* RECORDS FOR PROCESSING *
# # #

//! Error types for entity API
use std::error::Error as StdError;
use std::fmt;

use serde::Serialize;

use sea_orm::error::DbErr;
use sea_orm::SqlErr;

/// Errors while executing operations related to entities.
/// The intent is to categorize errors into two major types:
///  * Errors related to data. Ex DbError::RecordNotFound
///  * Errors related to interactions with the database itself. Ex DbError::Conn
#[derive(Debug, PartialEq)]
pub struct Error {
    // Underlying error emitted from seaORM internals
    pub source: Option<DbErr>,
    // Enum representing which category of error
    pub error_kind: EntityApiErrorKind,
}

#[derive(Debug, PartialEq, Serialize)]
pub enum EntityApiErrorKind {
    // Invalid search term
    InvalidQueryTerm,
    // Record not found
    RecordNotFound,
    // Record not updated
    RecordNotUpdated,
    // A unique column already holds the value, ex. a duplicate project name
    RecordAlreadyExists,
    // Record not authenticated
    RecordUnauthenticated,
    // Errors related to interactions with the database itself. Ex DbError::Conn
    SystemError,
    // Validation error
    ValidationError,
    // Other errors
    Other,
}

impl Error {
    pub fn not_found() -> Self {
        Error {
            source: None,
            error_kind: EntityApiErrorKind::RecordNotFound,
        }
    }
}

impl fmt::Display for Error {
    fn fmt(&self, f: &mut fmt::Formatter) -> fmt::Result {
        write!(f, "Entity API Error: {:?}", self)
    }
}

impl StdError for Error {}

impl From<DbErr> for Error {
    fn from(err: DbErr) -> Self {
        if let Some(SqlErr::UniqueConstraintViolation(_)) = err.sql_err() {
            return Error {
                source: Some(err),
                error_kind: EntityApiErrorKind::RecordAlreadyExists,
            };
        }

        match err {
            DbErr::RecordNotFound(_) => Error {
                source: Some(err),
                error_kind: EntityApiErrorKind::RecordNotFound,
            },
            DbErr::RecordNotUpdated => Error {
                source: Some(err),
                error_kind: EntityApiErrorKind::RecordNotUpdated,
            },
            DbErr::Json(_) => Error {
                source: Some(err),
                error_kind: EntityApiErrorKind::ValidationError,
            },
            _ => Error {
                source: Some(err),
                error_kind: EntityApiErrorKind::SystemError,
            },
        }
    }
}

#[cfg(test)]
mod tests {
    use super::*;

    #[test]
    fn record_not_found_db_errors_keep_their_kind() {
        let error: Error = DbErr::RecordNotFound("meetings".to_string()).into();
        assert_eq!(error.error_kind, EntityApiErrorKind::RecordNotFound);
        assert!(error.source.is_some());
    }

    #[test]
    fn connection_errors_are_system_errors() {
        let error: Error = DbErr::Custom("connection reset".to_string()).into();
        assert_eq!(error.error_kind, EntityApiErrorKind::SystemError);
    }
}
use crate::controller::ApiResponse;
use crate::extractors::{
    authenticated_user::AuthenticatedUser, compare_api_version::CompareApiVersion,
};
use crate::{AppState, Error};
use axum::extract::{Path, State};
use axum::http::StatusCode;
use axum::response::IntoResponse;
use axum::Json;
use domain::tag as TagApi;
use domain::{tags::Model, Id};
use service::config::ApiVersion;

use log::*;

/// POST create a new Tag
#[utoipa::path(
    post,
    path = "/tags",
    params(ApiVersion),
    request_body = domain::tags::Model,
    responses(
        (status = 201, description = "Successfully created a new Tag", body = [domain::tags::Model]),
        (status = 401, description = "Unauthorized"),
        (status = 409, description = "A Tag with this name already exists"),
        (status = 422, description = "Unprocessable Entity"),
    ),
    security(
        ("cookie_auth" = [])
    )
)]
pub async fn create(
    CompareApiVersion(_v): CompareApiVersion,
    AuthenticatedUser(user): AuthenticatedUser,
    State(app_state): State<AppState>,
    Json(tag_model): Json<Model>,
) -> Result<impl IntoResponse, Error> {
    debug!("POST Create a new Tag from: {tag_model:?}");

    let tag = TagApi::create(app_state.db_conn_ref(), user.id, tag_model).await?;

    debug!("New Tag: {tag:?}");

    Ok(Json(ApiResponse::new(StatusCode::CREATED.into(), tag)))
}

/// GET all Tags of the authenticated user
#[utoipa::path(
    get,
    path = "/tags",
    params(ApiVersion),
    responses(
        (status = 200, description = "Successfully retrieved all Tags", body = [domain::tags::Model]),
        (status = 401, description = "Unauthorized"),
    ),
    security(
        ("cookie_auth" = [])
    )
)]
pub async fn index(
    CompareApiVersion(_v): CompareApiVersion,
    AuthenticatedUser(user): AuthenticatedUser,
    State(app_state): State<AppState>,
) -> Result<impl IntoResponse, Error> {
    debug!("GET all Tags");

    let tags = TagApi::find_by_user(app_state.db_conn_ref(), user.id).await?;

    Ok(Json(ApiResponse::new(StatusCode::OK.into(), tags)))
}

#[utoipa::path(
    put,
    path = "/tags/{id}",
    params(
        ApiVersion,
        ("id" = Uuid, Path, description = "Id of the Tag to update"),
    ),
    request_body = domain::tags::Model,
    responses(
        (status = 200, description = "Successfully updated a Tag", body = [domain::tags::Model]),
        (status = 401, description = "Unauthorized"),
        (status = 404, description = "Tag not found"),
        (status = 409, description = "A Tag with this name already exists"),
    ),
    security(
        ("cookie_auth" = [])
    )
)]
pub async fn update(
    CompareApiVersion(_v): CompareApiVersion,
    AuthenticatedUser(user): AuthenticatedUser,
    State(app_state): State<AppState>,
    Path(id): Path<Id>,
    Json(tag_model): Json<Model>,
) -> Result<impl IntoResponse, Error> {
    debug!("PUT Update Tag with id: {id}");

    let tag = TagApi::update(app_state.db_conn_ref(), user.id, id, tag_model).await?;

    debug!("Updated Tag: {tag:?}");

    Ok(Json(ApiResponse::new(StatusCode::OK.into(), tag)))
}

/// DELETE a Tag. It is detached from every Meeting.
#[utoipa::path(
    delete,
    path = "/tags/{id}",
    params(
        ApiVersion,
        ("id" = Uuid, Path, description = "Id of the Tag to delete"),
    ),
    responses(
        (status = 204, description = "Successfully deleted a Tag"),
        (status = 401, description = "Unauthorized"),
        (status = 404, description = "Tag not found"),
    ),
    security(
        ("cookie_auth" = [])
    )
)]
pub async fn delete(
    CompareApiVersion(_v): CompareApiVersion,
    AuthenticatedUser(user): AuthenticatedUser,
    State(app_state): State<AppState>,
    Path(id): Path<Id>,
) -> Result<impl IntoResponse, Error> {
    debug!("DELETE Tag by id: {id}");

    TagApi::delete(app_state.db_conn_ref(), user.id, id).await?;

    Ok(Json(ApiResponse::<()>::no_content(
        StatusCode::NO_CONTENT.into(),
    )))
}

# # #

* GOAL OF THE EXERCISE *
Wherever "SystemError" appears in a line of the entries, copy that line.

* FINISHED EXERCISE *
    SystemError,
                error_kind: EntityApiErrorKind::SystemError,
        assert_eq!(error.error_kind, EntityApiErrorKind::SystemError);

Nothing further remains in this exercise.